**WHAT IS EXPECTED**
From the entries below, return only the lines starting at the one that contains "of the form" and ending at the one that contains "pub const SIGNING_ERROR_CODE: i64 = 1011;", exactly as they stand.

Saved data entries:
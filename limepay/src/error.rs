//! Classified errors of the LimePay API.
//!
//! The API reports failures as a JSON body of the form
//! `{"errorName": "...", "code": 1111, "message": "..."}`. The same triple is
//! used for the handful of errors the SDK raises itself before any request
//! is made (see [`ClassifiedError::signing_error`] and friends).

use serde::{Deserialize, Serialize};
use serde_with::{DefaultOnError, serde_as};

/// Code of [`ClassifiedError::signing_error`].
pub const SIGNING_ERROR_CODE: i64 = 1011;

/// Code of [`ClassifiedError::invalid_token_and_wei_amount`].
pub const INVALID_TOKEN_AND_WEI_AMOUNT_CODE: i64 = 1017;

/// Code of [`ClassifiedError::invalid_wei_amount`].
pub const INVALID_WEI_AMOUNT_CODE: i64 = 1018;

/// Code of [`ClassifiedError::no_vendor`].
pub const NO_VENDOR_CODE: i64 = 1019;

/// A structured failure with a machine-readable name, a numeric code, and a
/// human-readable message.
///
/// Every field defaults to its zero value when absent, `null`, or of the
/// wrong type, so the fields that do decode are kept.
#[serde_as]
#[derive(Debug, Clone, Default, PartialEq, Eq, Serialize, Deserialize, thiserror::Error)]
#[serde(default)]
#[error("{message}")]
pub struct ClassifiedError {
    /// Machine-readable error name, e.g. `AUTHORIZATION_ERROR`.
    #[serde(rename = "errorName")]
    #[serde_as(deserialize_as = "DefaultOnError")]
    pub name: String,
    /// Numeric error code.
    #[serde_as(deserialize_as = "DefaultOnError")]
    pub code: i64,
    /// Human-readable description.
    #[serde_as(deserialize_as = "DefaultOnError")]
    pub message: String,
}

impl ClassifiedError {
    /// Creates a new classified error.
    #[must_use]
    pub fn new(name: impl Into<String>, code: i64, message: impl Into<String>) -> Self {
        Self {
            name: name.into(),
            code,
            message: message.into(),
        }
    }

    /// Decodes an error body returned by the API.
    ///
    /// Malformed or unexpected bodies yield a zero-valued error instead of a
    /// decode failure, so the caller still learns that the request failed.
    #[must_use]
    pub fn from_body(body: &[u8]) -> Self {
        serde_json::from_slice(body).unwrap_or_default()
    }

    /// The authorization signature could not be computed.
    #[must_use]
    pub fn signing_error() -> Self {
        Self::new(
            "SIGNING_ERROR",
            SIGNING_ERROR_CODE,
            "Could not sign authorization signature. Invalid parameters provided.",
        )
    }

    /// A fiat payment was submitted without a wei amount.
    #[must_use]
    pub fn invalid_token_and_wei_amount() -> Self {
        Self::new(
            "VALIDATION_ERROR",
            INVALID_TOKEN_AND_WEI_AMOUNT_CODE,
            "Invalid fundTxData object provided. tokenAmount or weiAmount cannot be undefined",
        )
    }

    /// A relayed payment was submitted without a wei amount.
    #[must_use]
    pub fn invalid_wei_amount() -> Self {
        Self::new(
            "VALIDATION_ERROR",
            INVALID_WEI_AMOUNT_CODE,
            "Invalid fundTxData object provided. weiAmount cannot be undefined",
        )
    }

    /// A shopper was created without a vendor and the account has none.
    #[must_use]
    pub fn no_vendor() -> Self {
        Self::new(
            "NO_VENDOR_ERROR",
            NO_VENDOR_CODE,
            "You are required to have vendor in order to perform this operation",
        )
    }
}

#[cfg(test)]
mod tests {
    use super::*;

    #[test]
    fn test_from_body_reads_wire_names() {
        let body = br#"{"errorName":"AUTHORIZATION_ERROR","code":1111,"message":"Unauthorized request"}"#;
        let err = ClassifiedError::from_body(body);
        assert_eq!(err.name, "AUTHORIZATION_ERROR");
        assert_eq!(err.code, 1111);
        assert_eq!(err.message, "Unauthorized request");
    }

    #[test]
    fn test_from_body_tolerates_malformed_json() {
        assert_eq!(ClassifiedError::from_body(b"<html>"), ClassifiedError::default());
        assert_eq!(
            ClassifiedError::from_body(br#""Unauthorized request""#),
            ClassifiedError::default()
        );
        assert_eq!(ClassifiedError::from_body(b""), ClassifiedError::default());
    }

    #[test]
    fn test_from_body_partial_fields() {
        let err = ClassifiedError::from_body(br#"{"code":5001}"#);
        assert_eq!(err.code, 5001);
        assert!(err.name.is_empty());
        assert!(err.message.is_empty());
    }

    #[test]
    fn test_from_body_keeps_fields_beside_null_code() {
        let err = ClassifiedError::from_body(
            br#"{"errorName":"NOT_FOUND","code":null,"message":"Shopper not found"}"#,
        );
        assert_eq!(err.name, "NOT_FOUND");
        assert_eq!(err.code, 0);
        assert_eq!(err.message, "Shopper not found");
    }

    #[test]
    fn test_from_body_keeps_fields_beside_mistyped_values() {
        let err = ClassifiedError::from_body(
            br#"{"errorName":"NOT_FOUND","code":"404","message":["Shopper not found"]}"#,
        );
        assert_eq!(err.name, "NOT_FOUND");
        assert_eq!(err.code, 0);
        assert!(err.message.is_empty());
    }

    #[test]
    fn test_display_is_message() {
        assert_eq!(
            ClassifiedError::no_vendor().to_string(),
            "You are required to have vendor in order to perform this operation"
        );
    }

    #[test]
    fn test_builtin_codes() {
        assert_eq!(ClassifiedError::signing_error().code, 1011);
        assert_eq!(ClassifiedError::invalid_token_and_wei_amount().code, 1017);
        assert_eq!(ClassifiedError::invalid_wei_amount().code, 1018);
        assert_eq!(ClassifiedError::no_vendor().code, 1019);
        assert_eq!(ClassifiedError::invalid_wei_amount().name, "VALIDATION_ERROR");
    }

    #[test]
    fn test_serialize_uses_error_name() {
        let json = serde_json::to_value(ClassifiedError::signing_error()).unwrap();
        assert_eq!(json["errorName"], "SIGNING_ERROR");
        assert_eq!(json["code"], 1011);
    }
}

**FINISHED EXERCISE**
//! The API reports failures as a JSON body of the form
//! `{"errorName": "...", "code": 1111, "message": "..."}`. The same triple is
//! used for the handful of errors the SDK raises itself before any request
//! is made (see [`ClassifiedError::signing_error`] and friends).

use serde::{Deserialize, Serialize};
use serde_with::{DefaultOnError, serde_as};

/// Code of [`ClassifiedError::signing_error`].
pub const SIGNING_ERROR_CODE: i64 = 1011;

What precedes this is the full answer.